The Bill also specifies that entering into or terminating a simplified additional hours agreement is a workplace right for the purposes of the general protections provisions in the Fair Work Act, and prohibits an employer from exerting undue influence or pressure on an employee in relation to a decision to enter into or terminate an agreement.

Flexible work directions

The Bill proposes that certain flexibilities afforded to employers under the Coronavirus Economic Response provisions (Part 6-4C) of the Act continue for a period of two years from the date of the Bill's commencement. Specifically, the Bill contemplates that employers have the power to issue flexible work directions to employees, if an identified modern award applies.

A flexible work direction may involve a direction to perform:

  • any duties that are safe, within the employee's skill, competency and any relevant licence or qualifications, and reasonably within the scope of the employer's business operations (called a flexible work duties direction); and
  • duties at a place that is different from the employee's normal place of work, including the employee's home, provided the place is suitable, safe, reasonably within the scope of the employer's business operations and does not require the employee to travel an unreasonable distance (called a flexible work location direction).

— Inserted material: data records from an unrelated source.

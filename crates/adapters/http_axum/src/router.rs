//! Axum router assembly.

use axum::Router;
use axum::routing::get;
use tower_http::trace::TraceLayer;

use hygrolog_app::ports::ReadingRepository;

use crate::state::AppState;

/// Build the top-level axum [`Router`].
///
/// Serves `/health`, `/history` and `/latest`. Includes a [`TraceLayer`]
/// that logs each HTTP request/response at the `DEBUG` level using the
/// `tracing` ecosystem.
pub fn build<R>(state: AppState<R>) -> Router
where
    R: ReadingRepository + 'static,
{
    Router::new()
        .route("/health", get(health_check))
        .merge(crate::api::routes())
        .layer(TraceLayer::new_for_http())
        .with_state(state)
}

async fn health_check() -> &'static str {
    "OK"
}
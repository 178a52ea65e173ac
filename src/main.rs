// src/main.rs
mod catalog;
mod extractors;
mod menu;
mod pipeline;
mod storage;
mod utils;

use std::path::{Path, PathBuf};

use clap::{Parser, Subcommand};
use catalog::fixture::{write_fixture, DEFAULT_FIXTURE_PATH};
use catalog::sample::{seeded_rng, DEFAULT_SAMPLE_COUNT};
use extractors::product::{DEFAULT_EARLY_EXIT_THRESHOLD, DEFAULT_MAX_PRODUCTS};
use extractors::ExtractorConfig;
use menu::MenuAction;
use pipeline::{Job, RunOptions};
use storage::{normalize_csv_path, DEFAULT_OUTPUT_PATH};
use utils::AppError;

/// Command Line Interface for the product listing extractor
#[derive(Parser, Debug)]
#[command(author, version, about, long_about = None)]
struct Args {
    #[command(subcommand)]
    command: Option<Command>,

    /// Output CSV file (".csv" is appended if missing); JSON is written alongside
    #[arg(short, long, global = true, default_value = DEFAULT_OUTPUT_PATH)]
    output: String,

    /// Seed for sample ratings (defaults to the current time)
    #[arg(long, global = true)]
    seed: Option<u64>,

    /// Debug mode - save an annotated copy of parsed HTML next to the CSV
    #[arg(short, long, global = true)]
    debug: bool,

    /// Stop trying further container patterns once this many products are found
    #[arg(long, global = true, env = "EXTRACTOR_EARLY_EXIT", default_value_t = DEFAULT_EARLY_EXIT_THRESHOLD)]
    early_exit_threshold: usize,

    /// Maximum number of products extracted from one document
    #[arg(long, global = true, env = "EXTRACTOR_MAX_PRODUCTS", default_value_t = DEFAULT_MAX_PRODUCTS)]
    max_products: usize,
}

#[derive(Subcommand, Debug)]
enum Command {
    /// Extract products from an HTML file
    Parse {
        /// HTML document to read
        input: PathBuf,
    },
    /// Generate sample products (at most 20)
    Generate {
        #[arg(short, long, default_value_t = DEFAULT_SAMPLE_COUNT)]
        count: usize,
    },
    /// Write the sample HTML fixture
    Fixture {
        #[arg(default_value = DEFAULT_FIXTURE_PATH)]
        path: PathBuf,
    },
}

fn main() -> Result<(), AppError> {
    // 1. Setup Logging (reads RUST_LOG env var)
    utils::logging::setup_logging();

    // 2. Parse CLI Arguments
    let args = Args::parse();
    tracing::debug!("Starting with args: {:?}", args);

    if args.max_products == 0 {
        return Err(AppError::Config("--max-products must be at least 1".to_string()));
    }

    // 3. Resolve what to do, either from the subcommand or the interactive menu
    let (job, output) = match args.command {
        Some(Command::Fixture { path }) => {
            create_fixture(&path);
            return Ok(());
        }
        Some(Command::Parse { input }) => (Job::ParseFile(input), normalize_csv_path(&args.output)),
        Some(Command::Generate { count }) => (Job::Generate(count), normalize_csv_path(&args.output)),
        None => match menu::run_menu() {
            Ok(MenuAction::FixtureCreated(path)) => {
                tracing::debug!("Fixture ready at {}", path.display());
                return Ok(());
            }
            Ok(MenuAction::Run { job, output }) => (job, output),
            Err(e) => {
                tracing::error!("Error: {}", e);
                return Ok(());
            }
        },
    };

    let options = RunOptions {
        output,
        debug: args.debug,
        extractor: ExtractorConfig {
            max_products: args.max_products,
            early_exit_threshold: args.early_exit_threshold,
            ..ExtractorConfig::default()
        },
    };

    // 4. Seed once per run and process
    let mut rng = seeded_rng(args.seed);
    match pipeline::process(&job, &options, &mut rng) {
        Ok(products) => tracing::info!("Processing finished. {} products written.", products.len()),
        Err(e) => tracing::error!("Error: {}", e),
    }

    Ok(())
}

/// Writes the sample fixture, logging a failure instead of aborting the run.
fn create_fixture(path: &Path) -> bool {
    match write_fixture(path) {
        Ok(()) => true,
        Err(e) => {
            tracing::error!("Could not create sample HTML file {}: {}", path.display(), e);
            false
        }
    }
}

#[cfg(test)]
mod tests {
    use super::*;

    #[test]
    fn test_create_fixture_reports_success() {
        let dir = tempfile::tempdir().unwrap();
        let path = dir.path().join("sample.html");
        assert!(create_fixture(&path));
        assert!(path.exists());
    }

    #[test]
    fn test_create_fixture_failure_is_not_fatal() {
        let dir = tempfile::tempdir().unwrap();
        let path = dir.path().join("missing").join("sample.html");
        assert!(!create_fixture(&path));
        assert!(!path.exists());
    }
}
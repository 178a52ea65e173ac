// src/extractors/text.rs
use once_cell::sync::Lazy;
use regex::Regex;

static TAG_RE: Lazy<Regex> = Lazy::new(|| {
    Regex::new(r"<[^>]*>").expect("Failed to compile TAG_RE")
});

static WHITESPACE_RE: Lazy<Regex> = Lazy::new(|| {
    Regex::new(r"\s+").expect("Failed to compile WHITESPACE_RE")
});

// Only these named entities are decoded; numeric entities are left as-is.
const ENTITIES: [(&str, &str); 5] = [
    ("&nbsp;", " "),
    ("&amp;", "&"),
    ("&lt;", "<"),
    ("&gt;", ">"),
    ("&quot;", "\""),
];

/// Turns a fragment of (possibly tagged) HTML into a single line of plain text.
///
/// Tags are stripped before entities are decoded, so `&lt;b&gt;` survives as
/// the literal text `<b>`.
pub fn clean_text(raw: &str) -> String {
    let mut cleaned = TAG_RE.replace_all(raw, "").into_owned();

    for (entity, replacement) in ENTITIES {
        if cleaned.contains(entity) {
            cleaned = cleaned.replace(entity, replacement);
        }
    }

    WHITESPACE_RE.replace_all(&cleaned, " ").trim().to_string()
}
// src/catalog/models.rs
use serde::Serialize;

/// One scraped or synthesized listing.
#[derive(Debug, Clone, PartialEq, Eq, Serialize)]
pub struct Product {
    pub name: String,
    pub price: String,
    pub rating: String,
    pub url: String,
    #[serde(skip)]
    pub description: String, // Never filled by any producer yet
}

impl Default for Product {
    fn default() -> Self {
        Self {
            name: String::new(),
            price: String::new(),
            rating: "0.0".to_string(),
            url: String::new(),
            description: String::new(),
        }
    }
}

impl Product {
    pub fn new(name: impl Into<String>, price: impl Into<String>, rating: impl Into<String>, url: impl Into<String>) -> Self {
        Self {
            name: name.into(),
            price: price.into(),
            rating: rating.into(),
            url: url.into(),
            description: String::new(),
        }
    }

    /// A product is kept only with a name and at least a price or a rating.
    pub fn is_retainable(&self) -> bool {
        !self.name.is_empty() && (!self.price.is_empty() || !self.rating.is_empty())
    }
}

/// Top-level shape of the JSON output file.
#[derive(Debug, Serialize)]
pub struct ProductListing<'a> {
    pub products: &'a [Product],
}

#[cfg(test)]
mod tests {
    use super::*;

    #[test]
    fn test_default_rating() {
        assert_eq!(Product::default().rating, "0.0");
    }

    #[test]
    fn test_retention_rules() {
        assert!(Product::new("Widget Pro", "$5", "", "").is_retainable());
        assert!(Product::new("Widget Pro", "", "4.1", "").is_retainable());
        assert!(!Product::new("Widget Pro", "", "", "/w").is_retainable());
        assert!(!Product::new("", "$5", "4.1", "/w").is_retainable());
    }

    #[test]
    fn test_serializes_in_fixed_key_order_without_description() {
        let mut product = Product::new("A \"quoted\" name", "$1", "4.0", "/a");
        product.description = "ignored".to_string();
        let json = serde_json::to_string(&product).unwrap();
        assert_eq!(json, r#"{"name":"A \"quoted\" name","price":"$1","rating":"4.0","url":"/a"}"#);
    }
}
// src/extractors/product.rs

// --- Imports ---
use crate::catalog::models::Product;
use crate::extractors::matchers::{
    first_match, group_one, CONTAINER_MATCHERS, NAME_MATCHERS, PRICE_MATCHERS, RATING_MATCHERS,
    URL_MATCHER,
};
use crate::extractors::text::clean_text;

// --- Constants ---
pub const DEFAULT_MAX_PRODUCTS: usize = 100;
pub const DEFAULT_EARLY_EXIT_THRESHOLD: usize = 10;
const MIN_NAME_CHARS: usize = 5; // exclusive
const MAX_NAME_CHARS: usize = 200; // exclusive

/// Tuning knobs for the extraction cascade.
#[derive(Debug, Clone)]
pub struct ExtractorConfig {
    /// Hard cap on products collected across all container patterns.
    pub max_products: usize,
    /// Once a finished container pattern leaves at least this many products,
    /// later container patterns are not tried.
    pub early_exit_threshold: usize,
    pub min_name_chars: usize,
    pub max_name_chars: usize,
}

impl Default for ExtractorConfig {
    fn default() -> Self {
        Self {
            max_products: DEFAULT_MAX_PRODUCTS,
            early_exit_threshold: DEFAULT_EARLY_EXIT_THRESHOLD,
            min_name_chars: MIN_NAME_CHARS,
            max_name_chars: MAX_NAME_CHARS,
        }
    }
}

// --- Main Extractor Structure ---
pub struct ProductExtractor {
    config: ExtractorConfig,
}

impl ProductExtractor {
    pub fn new(config: ExtractorConfig) -> Self {
        Self { config }
    }

    /// Extracts product listings from a whole HTML document.
    ///
    /// Never fails: a document without recognizable containers yields an
    /// empty list.
    pub fn extract_products(&self, html: &str) -> Vec<Product> {
        let mut products = Vec::new();
        tracing::info!("Analyzing HTML content ({} bytes)...", html.len());

        for (index, container) in CONTAINER_MATCHERS.iter().enumerate() {
            let mut found_with_pattern = 0;

            for caps in container.re.captures_iter(html) {
                if products.len() >= self.config.max_products {
                    break;
                }

                let fragment = group_one(&caps).unwrap_or_default();
                let product = self.extract_from_fragment(fragment);

                if product.is_retainable() {
                    products.push(product);
                    found_with_pattern += 1;
                }
            }

            tracing::info!(
                "Pattern {} ({}) found {} products.",
                index + 1,
                container.name,
                found_with_pattern
            );

            if products.len() >= self.config.early_exit_threshold {
                tracing::debug!(
                    "Reached {} products, skipping remaining container patterns",
                    products.len()
                );
                break;
            }
        }

        products
    }

    /// Builds a candidate product from one container fragment. The caller
    /// decides whether it is worth keeping.
    pub fn extract_from_fragment(&self, fragment: &str) -> Product {
        let mut product = Product::default();

        if let Some(name) = self.extract_name(fragment) {
            product.name = name;
        }
        if let Some(price) = extract_price(fragment) {
            product.price = price;
        }
        if let Some(rating) = extract_rating(fragment) {
            product.rating = rating;
        }
        if let Some(url) = URL_MATCHER.re.captures(fragment).and_then(|caps| group_one(&caps).map(str::to_string)) {
            product.url = url;
        }

        product
    }

    fn extract_name(&self, fragment: &str) -> Option<String> {
        first_match(&NAME_MATCHERS, fragment, |caps| {
            let candidate = clean_text(group_one(caps)?);
            let chars = candidate.chars().count();
            (chars > self.config.min_name_chars && chars < self.config.max_name_chars).then_some(candidate)
        })
    }
}

fn extract_price(fragment: &str) -> Option<String> {
    first_match(&PRICE_MATCHERS, fragment, |caps| {
        // Prefer the captured amount, fall back to the whole match (currency included)
        let raw = group_one(caps)
            .filter(|s| !s.is_empty())
            .unwrap_or_else(|| caps.get(0).map_or("", |m| m.as_str()));
        let price = clean_text(raw);
        (!price.is_empty()).then_some(price)
    })
}

fn extract_rating(fragment: &str) -> Option<String> {
    first_match(&RATING_MATCHERS, fragment, |caps| {
        group_one(caps)
            .filter(|s| !s.is_empty())
            .map(clean_text)
    })
}
// src/utils/mod.rs
pub mod error;
pub mod logging;
pub mod html_debug;

pub use error::AppError; // Re-export main error type for convenience
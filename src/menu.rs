// src/menu.rs
//! Interactive console menu used when no subcommand is given.

use std::path::PathBuf;

use console::style;
use dialoguer::theme::ColorfulTheme;
use dialoguer::{Input, Select};

use crate::catalog::fixture::{write_fixture, DEFAULT_FIXTURE_PATH};
use crate::catalog::sample::DEFAULT_SAMPLE_COUNT;
use crate::pipeline::Job;
use crate::storage::{normalize_csv_path, DEFAULT_OUTPUT_PATH};
use crate::utils::AppError;

const MENU_ITEMS: [&str; 3] = [
    "Parse HTML file (recommended)",
    "Generate sample data",
    "Create sample HTML file for testing",
];

#[derive(Debug, Clone, Copy, PartialEq, Eq)]
pub enum MenuChoice {
    ParseFile,
    Generate,
    CreateFixture,
}

impl MenuChoice {
    fn from_index(index: usize) -> Option<Self> {
        match index {
            0 => Some(Self::ParseFile),
            1 => Some(Self::Generate),
            2 => Some(Self::CreateFixture),
            _ => None,
        }
    }
}

/// What the user asked for.
#[derive(Debug, Clone, PartialEq, Eq)]
pub enum MenuAction {
    /// The fixture was written; nothing else to do.
    FixtureCreated(PathBuf),
    Run { job: Job, output: PathBuf },
}

/// Parses the sample count prompt. Blank input means the default count.
pub fn parse_count(input: &str) -> Result<usize, AppError> {
    let trimmed = input.trim();
    if trimmed.is_empty() {
        return Ok(DEFAULT_SAMPLE_COUNT);
    }
    trimmed
        .parse::<usize>()
        .map_err(|e| AppError::Input(format!("'{}' is not a valid product count: {}", trimmed, e)))
}

fn or_default(input: String, default: &str) -> String {
    let trimmed = input.trim();
    if trimmed.is_empty() {
        default.to_string()
    } else {
        trimmed.to_string()
    }
}

fn prompt_text(theme: &ColorfulTheme, prompt: &str) -> Result<String, AppError> {
    let value: String = Input::with_theme(theme)
        .with_prompt(prompt)
        .allow_empty(true)
        .interact_text()?;
    Ok(value)
}

/// Shows the menu and collects the follow-up prompts.
pub fn run_menu() -> Result<MenuAction, AppError> {
    let theme = ColorfulTheme::default();
    let banner = "=".repeat(60);
    println!("{}", banner);
    println!("       {}", style("E-COMMERCE PRODUCT EXTRACTOR").bold());
    println!("{}", banner);

    let choice = Select::with_theme(&theme)
        .with_prompt("Choose an option")
        .items(&MENU_ITEMS)
        .default(0)
        .interact_opt()?
        .and_then(MenuChoice::from_index);

    let job = match choice {
        Some(MenuChoice::CreateFixture) => {
            let path = or_default(
                prompt_text(&theme, "Enter filename for sample HTML (e.g., sample.html)")?,
                DEFAULT_FIXTURE_PATH,
            );
            write_fixture(&path)?;
            println!("You can now use option 1 to parse this file!");
            return Ok(MenuAction::FixtureCreated(PathBuf::from(path)));
        }
        Some(MenuChoice::ParseFile) => {
            let input = prompt_text(&theme, "Enter HTML file path")?;
            if input.trim().is_empty() {
                tracing::info!("No file specified. Creating and using sample HTML file...");
                write_fixture(DEFAULT_FIXTURE_PATH)?;
                Job::ParseFile(PathBuf::from(DEFAULT_FIXTURE_PATH))
            } else {
                Job::ParseFile(PathBuf::from(input.trim()))
            }
        }
        Some(MenuChoice::Generate) => {
            let input = prompt_text(&theme, "Enter number of sample products to generate (default 20)")?;
            Job::Generate(parse_count(&input)?)
        }
        None => {
            tracing::warn!("Invalid choice. Generating sample data...");
            Job::Generate(DEFAULT_SAMPLE_COUNT)
        }
    };

    let output = or_default(
        prompt_text(&theme, "Enter output CSV filename (default: products.csv)")?,
        DEFAULT_OUTPUT_PATH,
    );

    Ok(MenuAction::Run { job, output: normalize_csv_path(&output) })
}
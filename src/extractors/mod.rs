// src/extractors/mod.rs
pub mod matchers;
pub mod product;
pub mod text;

// Re-export key extraction types for convenience
pub use product::{ExtractorConfig, ProductExtractor};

As with the Jobkeeper enabling directions under the current Part 6-4C of the Act, a flexible work direction must be:

  • safe, having regard to (without limitation) the nature and spread of COVID-19;
  • reasonable in all of the circumstances;
  • a necessary part of a reasonable strategy to assist in the revival of the employer's enterprise;
  • in writing; and
  • the subject of consultation between the employer and employee.

The employer must also ensure that the employee's base rate of pay (worked out on an hourly basis) is not less than the greater of the base rate of pay that would have been applicable to the employee if the direction had not been given, and the base rate of pay applicable to the duties the employee is performing.

A flexible work direction will continue in effect until it is withdrawn or revoked by the employer, is replaced by a new flexible work direction or it is terminated by order of the Fair Work Commission. A flexible work direction will otherwise cease to have effect two years after the Bill commences.

The content of this article is intended to provide a general guide to the subject matter. Specialist advice should be sought about your specific circumstances.